Early Modern Japanese (近世日本語, kinsei nihongo) was the stage of the Japanese language after Middle Japanese and before Modern Japanese. It is a period of transition that shed many of the characteristics that Middle Japanese had retained during the language's development from Old Japanese, thus becoming intelligible to modern Japanese.

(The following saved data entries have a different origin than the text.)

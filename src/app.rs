//! Screen flow around the simulation
//!
//! `App` is what a windowing shim drives: feed it input events, call
//! `update` once per frame, then draw `scene()` and `hud_lines()`. The
//! simulation itself only ever advances in fixed `SIM_DT` steps.

use std::collections::HashSet;

use crate::consts::*;
use crate::renderer::{DuelHud, Hud, Scene};
use crate::settings::Settings;
use crate::sim::duel::{DuelEvent, DuelInput, DuelPhase, DuelState, tick_duel};
use crate::sim::state::{GameEvent, Key, MoveIntent, PlayerSetup, PlayerSlot};
use crate::sim::{MatchState, TickInput, tick};

/// How long the intro plays before falling through to the menu
pub const INTRO_MS: f64 = 7000.0;
/// Longest name the menu accepts
pub const MAX_NAME_CHARS: usize = 16;
/// Largest frame delta fed to the accumulator
const MAX_FRAME_DT: f32 = 0.1;

/// Colors offered by the menu pickers
pub const PALETTE: [[u8; 3]; 10] = [
    [255, 109, 106],
    [255, 199, 95],
    [92, 225, 230],
    [159, 105, 255],
    [64, 222, 140],
    [255, 77, 0],
    [255, 230, 0],
    [0, 180, 255],
    [140, 100, 255],
    [80, 255, 180],
];

#[derive(Debug, Clone, Copy, Default, PartialEq, Eq)]
pub enum GameChoice {
    #[default]
    Tag,
    Duel,
}

impl GameChoice {
    pub fn toggled(self) -> Self {
        match self {
            GameChoice::Tag => GameChoice::Duel,
            GameChoice::Duel => GameChoice::Tag,
        }
    }

    pub fn label(self) -> &'static str {
        match self {
            GameChoice::Tag => "Tag",
            GameChoice::Duel => "Duel",
        }
    }
}

/// Everything typed or picked on the menu
#[derive(Debug, Clone, PartialEq, Eq)]
pub struct Menu {
    pub names: [String; 2],
    pub colors: [usize; 2],
    pub choice: GameChoice,
    /// Name field receiving text
    pub focus: PlayerSlot,
}

impl Default for Menu {
    fn default() -> Self {
        Self {
            names: [String::new(), String::new()],
            colors: [0, 2],
            choice: GameChoice::Tag,
            focus: PlayerSlot::One,
        }
    }
}

impl Menu {
    /// Append a typed character to the focused name
    pub fn type_char(&mut self, c: char) {
        let name = &mut self.names[self.focus.index()];
        if !c.is_control() && name.chars().count() < MAX_NAME_CHARS {
            name.push(c);
        }
    }

    pub fn backspace(&mut self) {
        self.names[self.focus.index()].pop();
    }

    /// Step a player's color through the palette, wrapping at either end
    pub fn cycle_color(&mut self, slot: PlayerSlot, step: i32) {
        let len = PALETTE.len() as i32;
        let idx = &mut self.colors[slot.index()];
        *idx = (*idx as i32 + step).rem_euclid(len) as usize;
    }

    /// Player setup with blank names replaced by the defaults
    pub fn setup(&self, slot: PlayerSlot) -> PlayerSetup {
        let typed = self.names[slot.index()].trim();
        let mut setup = PlayerSetup::default_for(slot);
        if !typed.is_empty() {
            setup.name = typed.to_string();
        }
        setup.color = PALETTE[self.colors[slot.index()] % PALETTE.len()];
        setup
    }

    pub fn clear_names(&mut self) {
        for name in &mut self.names {
            name.clear();
        }
    }
}

/// The game being played
#[derive(Debug, Clone)]
pub enum Game {
    Tag(Box<MatchState>),
    Duel(Box<DuelState>),
}

impl Game {
    pub fn is_over(&self) -> bool {
        match self {
            Game::Tag(state) => state.is_over(),
            Game::Duel(state) => state.phase == DuelPhase::GameOver,
        }
    }
}

#[derive(Debug, Clone)]
pub enum Screen {
    Intro { elapsed_ms: f64 },
    Menu,
    Playing(Game),
}

/// Raw input forwarded by the shim
#[derive(Debug, Clone, Copy, PartialEq)]
pub enum InputEvent {
    KeyDown(Key),
    KeyUp(Key),
    /// Printable text, delivered separately from key presses
    Text(char),
    Click,
    /// Menu widget interactions
    FocusName(PlayerSlot),
    CycleColor(PlayerSlot, i32),
    ToggleGame,
    Start,
    Quit,
}

/// What the shim should do after an event
#[derive(Debug, Clone, Copy, PartialEq, Eq)]
pub enum AppCommand {
    None,
    SetFullscreen(bool),
    Quit,
}

/// Sound and feedback cues gathered across substeps
#[derive(Debug, Clone, PartialEq)]
pub enum AppEvent {
    Match(GameEvent),
    Duel(DuelEvent),
}

/// One-shot duel presses, consumed by the next substep
#[derive(Debug, Clone, Copy, Default)]
struct DuelPresses {
    melee: [bool; 2],
    shoot: [bool; 2],
    start: bool,
}

pub struct App {
    pub settings: Settings,
    pub screen: Screen,
    pub menu: Menu,
    pub fullscreen: bool,
    accumulator: f32,
    held: HashSet<Key>,
    presses: DuelPresses,
    next_seed: u64,
    events: Vec<AppEvent>,
}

The period spanned roughly 250 years and extended from the 17th century to the first half of the 19th century. Politically, it generally corresponded to the Edo period.

==Background==

At the beginning of the 17th century, the center of government moved to Edo from Kamigata under the control of the Tokugawa shogunate and Japan closed its borders to foreigners. Until the early Edo period, the Kamigata dialect, the ancestor of the modern Kansai dialect, was the most influential dialect. However, in the late Edo period, the Edo dialect, the ancestor of the modern Tokyo dialect, became the most influential dialect. Compared to the previous centuries, the Tokugawa rule brought about much newfound stability. That made the importance of the warrior class gradually fall and replaced it with the merchant class. There was much economic growth, and new artistic developments appeared, such as Ukiyo-e, Kabuki, and Bunraku. New literary genres such as Ukiyozōshi, Sharebon (pleasure districts), Kokkeibon (commoners), and Ninjōbon also developed. Major authors included Ihara Saikaku, Chikamatsu Monzaemon, Matsuo Bashō, Shikitei Sanba, and Santō Kyōden.

==Phonology==

===Consonants===
Middle Japanese had the following consonants:

|  | Bilabial | Alveolar | Postalveolar | Palatal | Velar | Uvular | Glottal |
|---|---|---|---|---|---|---|---|
| Stop | p b | t d |  |  | k ɡ |  |  |
| Affricate |  | t͡s d͡z | t͡ɕ d͡ʑ |  |  |  |  |
| Nasal | m | n |  |  |  | ɴ |  |
| Fricative | ɸ | s z | ɕ ʑ | ç |  |  | h |
| Liquid |  |  | r |  |  |  |  |
| Approximant |  |  |  | j | ɰ |  |  |

//t, s, z, h// all have a number of allophones before the high vowels /[i, ɯ]/:
- /t/ → /t͡ɕ/ / /__i/
- /t/ → /t͡s/ / /__ɯ/
- /z/ → /d͡ʑ/ / /__i/
- /z/ → /d͡z/ / /__ɯ/
- /h/ → /ç/ / /__i/
- /h/ → /ɸ/ / /__ɯ/

Several major developments occurred:
- //zi, di// and //zu, du//, respectively, no longer contrasted.
- //h// partially developed from /[ɸ]/ into /[h, ç]/.
- //se// lost its palatalization and became .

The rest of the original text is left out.